KOAH’ta ilk yapılacak tedavi seçeneği sigaranın bırakılmasıdır. Bu konuda desteğe ihtiyaç duyduğunuzda göğüs hastalıkları hekiminiz, sigara bırakma poliklinikleri ve Sağlık Bakanlığı Sigara Bıraktırma Hattı ‘171’ sizlere yardımcı olmaktadır.

Düzenli egzersiz

KOAH’ta düzenli egzersizin hastaneye yatma oranlarını azalttığı görülmüştür. Egzersiz nefes alma kapasitenizi artırır. Solunum kas egzersizleri, yürüyüş ve yüzme en fazla önerilen egzersizlerdir.  

 Cihazlara uyumun önemi

Hekiminizin düzenlediği nefes açıcı ilaçların son dönemlerde giderek artan çeşitte cihazlarla verilmesi kafa karışıklığı yaratabilmektedir. Hekiminizden cihazın kullanımını ayrıntılı şekilde öğrenmenizi, gerekirse her kontrolde tekrar etmenizi öneriyoruz. En iyi cihaz ve ilaç hastanın kullanabildiği, alışabildiği cihazdır. Hastanın uyum sağlayamadığı durumlarda tedavide aksamalar yaşanacaktır.

 İdeal kilonun korunması

KOAH hastalarının nefes alma işi daha fazla enerji gerektirmektedir, bu nedenle ideal ağırlık korunmalıdır. Beslenme düzeninin yaklaşık yarıya yakını yağ olmalıdır. Nişastalı, unlu ve şekerli yiyecekler ise karbondioksit üretimini artırdığından akciğerlerin kanı karbondioksitten temizleme işini artıracak, nefes darlığı artacaktır. Bu nedenle bu yiyeceklerin tüketimi azaltılmalıdır. İdeal kilo dengenizi korumakta zorlanıyorsanız diyetisyen önerisi almanız uzun vadede sizin için avantajlı olacaktır.

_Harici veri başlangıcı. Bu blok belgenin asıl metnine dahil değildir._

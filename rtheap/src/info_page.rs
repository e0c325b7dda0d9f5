//! Shared info page
//!
//! A fixed record carved from the shared region at startup. User views find
//! it at a stable offset from the region base; kernel consumers get it from
//! the registry once startup has completed.

use core::ptr::NonNull;

bitflags::bitflags! {
    /// Features the nucleus advertises to user space
    pub struct Features: u64 {
        /// The host clock can be read without entering the kernel
        const HOST_REALTIME    = 1 << 0;
        /// A wall-clock offset is published alongside the host clock
        const WALLCLOCK_OFFSET = 1 << 1;
    }
}

/// Layout of the published record
#[derive(Debug, Clone, Copy, PartialEq, Eq)]
#[repr(C)]
pub struct InfoRecord {
    pub features: u64,
}

/// Handle on the record inside the shared region
#[derive(Debug, Clone, Copy)]
pub struct SharedInfoPage {
    record: NonNull<InfoRecord>,
    offset: usize,
}

// SAFETY: the record is written once before the handle escapes and is
// read-only afterwards
unsafe impl Send for SharedInfoPage {}
unsafe impl Sync for SharedInfoPage {}

impl SharedInfoPage {
    /// Write the record at `ptr`
    ///
    /// # Safety
    ///
    /// `ptr` must point to at least `size_of::<InfoRecord>()` writable bytes
    /// suitably aligned, inside the region starting at `region_base`, and
    /// must stay valid while the handle is in use.
    pub(crate) unsafe fn populate(
        ptr: NonNull<u8>,
        region_base: NonNull<u8>,
        features: Features,
    ) -> Self {
        let record = ptr.cast::<InfoRecord>();
        core::ptr::write_volatile(
            record.as_ptr(),
            InfoRecord {
                features: features.bits(),
            },
        );
        Self {
            record,
            offset: ptr.as_ptr() as usize - region_base.as_ptr() as usize,
        }
    }

    /// Published features; bits this build does not know are dropped
    pub fn features(&self) -> Features {
        Features::from_bits_truncate(self.raw_features())
    }

    pub fn raw_features(&self) -> u64 {
        // SAFETY: the record lives as long as the shared region backing it
        unsafe { core::ptr::read_volatile(core::ptr::addr_of!((*self.record.as_ptr()).features)) }
    }

    /// Byte offset of the record from the shared region base
    pub fn offset(&self) -> usize {
        self.offset
    }

    pub(crate) fn as_ptr(&self) -> NonNull<u8> {
        self.record.cast()
    }
}

#[cfg(test)]
mod tests {
    use super::*;

    #[test]
    fn test_populate_and_read_back() {
        let mut backing = [0u64; 8];
        let base = NonNull::new(backing.as_mut_ptr() as *mut u8).unwrap();
        let at = NonNull::new(unsafe { base.as_ptr().add(16) }).unwrap();

        let page = unsafe { SharedInfoPage::populate(at, base, Features::HOST_REALTIME) };

        assert_eq!(page.offset(), 16);
        assert_eq!(page.features(), Features::HOST_REALTIME);
        assert_eq!(backing[2], Features::HOST_REALTIME.bits());
    }

    #[test]
    fn test_unknown_bits_are_truncated() {
        let mut backing = [0u64; 1];
        let base = NonNull::new(backing.as_mut_ptr() as *mut u8).unwrap();
        let page = unsafe { SharedInfoPage::populate(base, base, Features::all()) };

        unsafe { core::ptr::write_volatile(base.as_ptr() as *mut u64, Features::all().bits() | 1 << 40) };
        assert_eq!(page.raw_features() & (1 << 40), 1 << 40);
        assert_eq!(page.features(), Features::all());
    }

    #[test]
    fn test_record_layout() {
        assert_eq!(core::mem::size_of::<InfoRecord>(), 8);
    }
}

 Solunum yolu enfeksiyonlarından korunma

Hastalıklardan korunmak da KOAH tedavisinin önemli bir bileşenidir. Bu konuda kalabalık ortamlardan uzak durmak, gereken durumlarda maske takmak, çok fazla ziyaretçi kabul etmemek, üst solunum yolu infeksiyonu geçiren kişilerle yakın teması azaltmak, grip, zatürre ve COVID aşılarını olmak önerilmektedir.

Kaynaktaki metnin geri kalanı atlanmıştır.